$40 M Series A funding received by Kenya’s MarketForce to scale its merchant super app
MarketForce, a B2B platform for retail distribution of consumer products and digital financial services based in Kenya, has raised $40 million in a Series A investment to expand its merchant super app, RejaReja, across Africa.
MarketForce is a B2B retail marketplace co-founded in 2018 by Tesh Mbaabu and Mesongo Sibuti that enables informal merchants in Africa to digitally source, order, and pay for inventory, access financing, collect digital payments, and make extra money by reselling digital financial services such as airtime, electricity tokens, and bill payments.
Its merchant super app RejaReja, which allows informal merchants next-day delivery for hundreds of SKUs from big FMCG brands, has over 100,000 users and is available in five African nations.
MarketForce, backed by YC, secured over US $2 million in pre-Series A fundraising last year and followed it up with a US $40 million Series A just seven months later. Ten13 VC, SOSV Select Fund, Vu Ventures, and Vastly Valuable Ventures all participated in the round, which was led by V8 Capital Partners, a London and Lagos-based African-focused investment firm.

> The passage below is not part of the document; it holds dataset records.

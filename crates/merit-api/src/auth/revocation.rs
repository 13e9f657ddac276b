// SPDX-License-Identifier: PolyForm-Noncommercial-1.0.0
// Copyright (c) 2025 Sylvex. All rights reserved.

//! Server-side token revocation.

use std::collections::HashMap;

use chrono::{DateTime, Utc};
use parking_lot::RwLock;

// =============================================================================
// RevocationRegistry
// =============================================================================

/// Set of tokens revoked before their natural expiry.
///
/// Entries map the raw token string to its original expiry instant.
/// Lookups prune entries whose expiry has passed: an expired token is
/// already rejected by the signature/expiry check, so keeping its entry
/// would only leak memory, never security.
///
/// The registry is process-local state. It does not survive a restart
/// and does not replicate across server instances; a horizontally
/// scaled deployment needs an external revocation store or access
/// tokens short-lived enough that revocation is unnecessary.
///
/// Access is read-heavy (every authenticated request) and write-light
/// (one insert per logout or refresh rotation), so a reader/writer lock
/// guards the map; the lookup escalates to the write lock only when it
/// has an expired entry to prune.
#[derive(Debug, Default)]
pub struct RevocationRegistry {
    entries: RwLock<HashMap<String, DateTime<Utc>>>,
}

impl RevocationRegistry {
    /// Creates an empty registry.
    ///
    /// The registry has no global instance; the composition root
    /// constructs one and hands it to whoever needs it.
    pub fn new() -> Self {
        Self::default()
    }

    /// Revokes a token until the given expiry instant.
    ///
    /// Idempotent: revoking the same token again overwrites the entry
    /// and nothing else.
    pub fn revoke(&self, token: &str, expires_at: DateTime<Utc>) {
        self.entries.write().insert(token.to_string(), expires_at);
    }

    /// Returns `true` if the token is revoked and its stored expiry is
    /// still in the future.
    ///
    /// A found-but-expired entry is deleted as a side effect and
    /// reported not-revoked.
    pub fn is_revoked(&self, token: &str) -> bool {
        let expires_at = match self.entries.read().get(token) {
            Some(expires_at) => *expires_at,
            None => return false,
        };

        if Utc::now() >= expires_at {
            self.entries.write().remove(token);
            return false;
        }

        true
    }

    /// Returns the number of live entries (including not-yet-pruned
    /// expired ones).
    pub fn len(&self) -> usize {
        self.entries.read().len()
    }

    /// Returns `true` if the registry holds no entries.
    pub fn is_empty(&self) -> bool {
        self.entries.read().is_empty()
    }
}

// =============================================================================
// Tests
// =============================================================================
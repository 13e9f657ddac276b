// SPDX-License-Identifier: PolyForm-Noncommercial-1.0.0
// Copyright (c) 2025 Sylvex. All rights reserved.

//! Account lookup handlers.
//!
//! Account CRUD lives outside this service; the one lookup exposed here
//! rides on the directory contract the authorization core already
//! consumes, and is gated by `user:manage`.

use axum::{
    extract::{Path, State},
    response::IntoResponse,
    Json,
};
use uuid::Uuid;

use crate::error::{ApiError, ApiResult};
use crate::response::ApiResponse;
use crate::state::AppState;

/// GET /app/users/{id}
///
/// Returns a user's safe fields. Requires the `user:manage` permission.
pub async fn get_user(
    State(state): State<AppState>,
    Path(id): Path<String>,
) -> ApiResult<impl IntoResponse> {
    let id = Uuid::parse_str(&id).map_err(|_| ApiError::bad_request("invalid user id"))?;

    let user = state
        .directory()
        .find_by_id(id)
        .await?
        .ok_or_else(|| ApiError::not_found("user"))?;

    Ok(Json(ApiResponse::success(user)))
}
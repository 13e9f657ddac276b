// SPDX-License-Identifier: PolyForm-Noncommercial-1.0.0
// Copyright (c) 2025 Sylvex. All rights reserved.

//! API server implementation.

use std::net::SocketAddr;
use std::sync::Arc;
use std::time::Duration;

use axum::{
    http::{header, Method},
    routing::{get, post},
    Router,
};
use tower::ServiceBuilder;
use tower_http::{
    cors::{Any, CorsLayer},
    timeout::TimeoutLayer,
    trace::TraceLayer,
};
use tracing::info;

use crate::auth::Permission;
use crate::config::ApiConfig;
use crate::error::ApiResult;
use crate::handlers;
use crate::middleware::{AuthLayer, RbacLayer};
use crate::state::AppState;

// =============================================================================
// ApiServer
// =============================================================================

/// The API server.
///
/// This is the main entry point for creating and running the HTTP
/// server. Authentication wraps every route except the public paths;
/// permission gates are attached per route.
pub struct ApiServer {
    state: AppState,
    config: Arc<ApiConfig>,
}

impl ApiServer {
    /// Creates a new API server with the given state.
    pub fn new(state: AppState) -> Self {
        let config = state.config.clone();
        Self { state, config }
    }

    /// Creates the router with all routes and middleware.
    pub fn router(&self) -> Router {
        let cors = create_cors_layer(&self.config);
        let auth = AuthLayer::new(
            self.state.jwt.clone(),
            self.state.revocations.clone(),
            self.state.directory.clone(),
        )
        .with_default_public_paths();

        let middleware_stack = ServiceBuilder::new()
            .layer(TraceLayer::new_for_http())
            .layer(TimeoutLayer::new(self.config.request_timeout))
            .layer(cors)
            .layer(auth);

        Router::new()
            // Health endpoint (public)
            .route("/health", get(handlers::health))
            // Auth endpoints
            .route("/app/auth/login", post(handlers::login))
            .route("/app/auth/refresh", post(handlers::refresh))
            .route("/app/auth/profile", get(handlers::profile))
            .route("/app/auth/logout", post(handlers::logout))
            // Account lookup (admin)
            .route(
                "/app/users/{id}",
                get(handlers::get_user).route_layer(RbacLayer::require(
                    Permission::UserManage,
                    self.state.permissions.clone(),
                )),
            )
            // Apply middleware and state
            .layer(middleware_stack)
            .with_state(self.state.clone())
    }

    /// Runs the server.
    pub async fn run(self) -> ApiResult<()> {
        self.run_with_shutdown(std::future::pending::<()>()).await
    }

    /// Runs the server with graceful shutdown.
    pub async fn run_with_shutdown(
        self,
        shutdown_signal: impl std::future::Future<Output = ()> + Send + 'static,
    ) -> ApiResult<()> {
        let addr = self.config.socket_addr();
        let router = self.router();

        info!("starting API server on {}", addr);

        let listener = tokio::net::TcpListener::bind(addr)
            .await
            .map_err(|e| crate::error::ApiError::internal(format!("failed to bind: {}", e)))?;

        axum::serve(listener, router)
            .with_graceful_shutdown(shutdown_signal)
            .await
            .map_err(|e| crate::error::ApiError::internal(format!("server error: {}", e)))?;

        info!("API server shutdown complete");

        Ok(())
    }

    /// Returns the server address.
    pub fn addr(&self) -> SocketAddr {
        self.config.socket_addr()
    }
}

// =============================================================================
// Helper Functions
// =============================================================================

/// Creates the CORS layer from configuration.
fn create_cors_layer(config: &ApiConfig) -> CorsLayer {
    let cors = &config.cors;

    let methods: Vec<Method> = cors
        .allowed_methods
        .iter()
        .filter_map(|m| m.parse().ok())
        .collect();

    CorsLayer::new()
        .allow_origin(Any)
        .allow_methods(methods)
        .allow_headers([header::AUTHORIZATION, header::CONTENT_TYPE, header::ACCEPT])
        .max_age(Duration::from_secs(cors.max_age))
}

// =============================================================================
// Tests
// =============================================================================
//! Text canonicalization for company-name matching.
//!
//! Listing rows on the BRVM site spell company names inconsistently:
//! accented and unaccented variants, stray punctuation, uneven casing and
//! whitespace. Everything that participates in alias matching is first run
//! through [`normalize`] so both sides compare in the same canonical form.

use unicode_normalization::UnicodeNormalization;
use unicode_normalization::char::is_combining_mark;

/// Canonicalize free text for alias matching.
///
/// The result is lowercase ASCII with diacritics stripped, everything
/// outside `[a-z0-9 .]` replaced by a space, and whitespace runs collapsed
/// to a single space. Idempotent: normalizing an already-normalized string
/// is a no-op.
///
/// # Examples
///
/// ```ignore
/// assert_eq!(normalize("Côte d'Ivoire"), "cote d ivoire");
/// assert_eq!(normalize("NEI-CEDA  CI"), "nei ceda ci");
/// ```
pub fn normalize(text: &str) -> String {
    let stripped: String = text
        .nfd()
        .filter(|c| !is_combining_mark(*c))
        .collect::<String>()
        .to_lowercase();

    stripped
        .chars()
        .map(|c| {
            if c.is_ascii_lowercase() || c.is_ascii_digit() || c == '.' {
                c
            } else {
                ' '
            }
        })
        .collect::<String>()
        .split_whitespace()
        .collect::<Vec<_>>()
        .join(" ")
}
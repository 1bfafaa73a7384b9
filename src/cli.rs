//! Command-line interface definitions.
//!
//! All knobs of a discovery run live here: the listing URL, the tracked
//! company set and its narrowing, the relevance window, and the crawl
//! pacing. Defaults match a routine "what came out since last year" run.

use chrono::{Datelike, Local, NaiveDate};
use clap::Parser;

/// Command-line arguments for the BRVM report discovery run.
///
/// # Examples
///
/// ```sh
/// # Routine run with the bundled registry
/// brvm_report_watch -o ./snapshots
///
/// # Track two companies only, explicit window
/// brvm_report_watch -o ./snapshots --only SNTS,BOAC \
///     --older-start 2024-01-01 --newer-start 2025-01-01
/// ```
#[derive(Parser, Debug)]
#[command(author, version, about)]
pub struct Cli {
    /// Listing URL to crawl
    #[arg(
        long,
        default_value = "https://www.brvm.org/fr/rapports-des-societes-cotees/all"
    )]
    pub listing_url: String,

    /// Companies YAML file (bundled BRVM registry when omitted)
    #[arg(short, long)]
    pub companies: Option<String>,

    /// Narrow tracking to these symbols (comma-separated)
    #[arg(long, value_delimiter = ',')]
    pub only: Vec<String>,

    /// Output directory for the JSON snapshot
    #[arg(short, long)]
    pub output_dir: String,

    /// Start of the keyword-gated window, YYYY-MM-DD (default: Jan 1 of last year)
    #[arg(long)]
    pub older_start: Option<NaiveDate>,

    /// Start of the keep-everything window, YYYY-MM-DD (default: Jan 1 of this year)
    #[arg(long)]
    pub newer_start: Option<NaiveDate>,

    /// Keywords required on in-window titles (comma-separated)
    #[arg(long, value_delimiter = ',', default_value = "états financiers")]
    pub keywords: Vec<String>,

    /// Maximum listing pages to walk
    #[arg(long, default_value_t = 50)]
    pub max_pages: usize,

    /// Per-page fetch timeout in seconds
    #[arg(long, default_value_t = 30)]
    pub page_timeout_secs: u64,

    /// Politeness delay between page visits in milliseconds
    #[arg(long, default_value_t = 1000)]
    pub delay_ms: u64,

    /// Per-company cap on selected reports
    #[arg(long, default_value_t = 5)]
    pub top: usize,

    /// Fetch with plain HTTP instead of headless Chrome
    #[arg(long)]
    pub no_browser: bool,
}

impl Cli {
    /// The (older_start, newer_start) window, with year-based defaults.
    pub fn window(&self) -> (NaiveDate, NaiveDate) {
        let this_year = Local::now().year();
        let older = self
            .older_start
            .unwrap_or_else(|| NaiveDate::from_ymd_opt(this_year - 1, 1, 1).unwrap());
        let newer = self
            .newer_start
            .unwrap_or_else(|| NaiveDate::from_ymd_opt(this_year, 1, 1).unwrap());
        (older, newer)
    }
}

#[cfg(test)]
mod tests {
    use super::*;

    #[test]
    fn test_cli_defaults() {
        let cli = Cli::parse_from(["brvm_report_watch", "-o", "./snapshots"]);
        assert_eq!(cli.output_dir, "./snapshots");
        assert!(cli.listing_url.contains("brvm.org"));
        assert_eq!(cli.max_pages, 50);
        assert_eq!(cli.top, 5);
        assert_eq!(cli.keywords, vec!["états financiers"]);
        assert!(cli.only.is_empty());
        assert!(!cli.no_browser);
    }

    #[test]
    fn test_cli_narrowing_list() {
        let cli = Cli::parse_from([
            "brvm_report_watch",
            "-o",
            "./snapshots",
            "--only",
            "SNTS,BOAC",
        ]);
        assert_eq!(cli.only, vec!["SNTS", "BOAC"]);
    }

    #[test]
    fn test_cli_explicit_window() {
        let cli = Cli::parse_from([
            "brvm_report_watch",
            "-o",
            "./snapshots",
            "--older-start",
            "2024-01-01",
            "--newer-start",
            "2025-01-01",
        ]);
        let (older, newer) = cli.window();
        assert_eq!(older, NaiveDate::from_ymd_opt(2024, 1, 1).unwrap());
        assert_eq!(newer, NaiveDate::from_ymd_opt(2025, 1, 1).unwrap());
    }

    #[test]
    fn test_cli_default_window_spans_two_years() {
        let cli = Cli::parse_from(["brvm_report_watch", "-o", "./snapshots"]);
        let (older, newer) = cli.window();
        assert_eq!(newer.year() - older.year(), 1);
        assert_eq!((older.month(), older.day()), (1, 1));
    }
}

Reflect Ventures, Greenhouse Capital, Century Oak Capital, and Remapped Ventures are among the current investors, while Ken Njoroge, co-founder and former CEO of Kenyan fintech business Cellulant, also participated in the round and will serve as chairman. The financing is a mix of loans and equity.
MarketForce intends to use this round of funding to scale merchant inventory financing via a BNPL offering, expand deeper into existing markets, and provide new digital financial and banking services through its broad merchant network. MarketForce already employs 400 people and plans to quadruple that number by the end of the year.
“Our goal is be the ultimate partner for informal merchants, empowering them to maximise their profits and grow in a digital age by getting better service, assortment, and access to new revenue opportunities, outfitting them with the technology and support they need to transform themselves from simple FMCG outlets to comprehensive financial service hubs for the continent’s last-mile communities,” said Mbaabu.
“We are targeting to serve over one million active merchants on our platform in Sub-Saharan Africa by 2025.”
MarketForce has proved its capacity to establish a distinctive, robust, and all-inclusive digital commerce platform for African businesses, according to Tobi Oke, the general partner at V8 Capital.
“We are proud to partner and build the future of retail in Africa by helping to optimise supply chains and catalyse the digitisation of the African retail ecosystem, which holds a lot of untapped potentials to improve incomes and enable millions of African merchants to grow their businesses,” he said.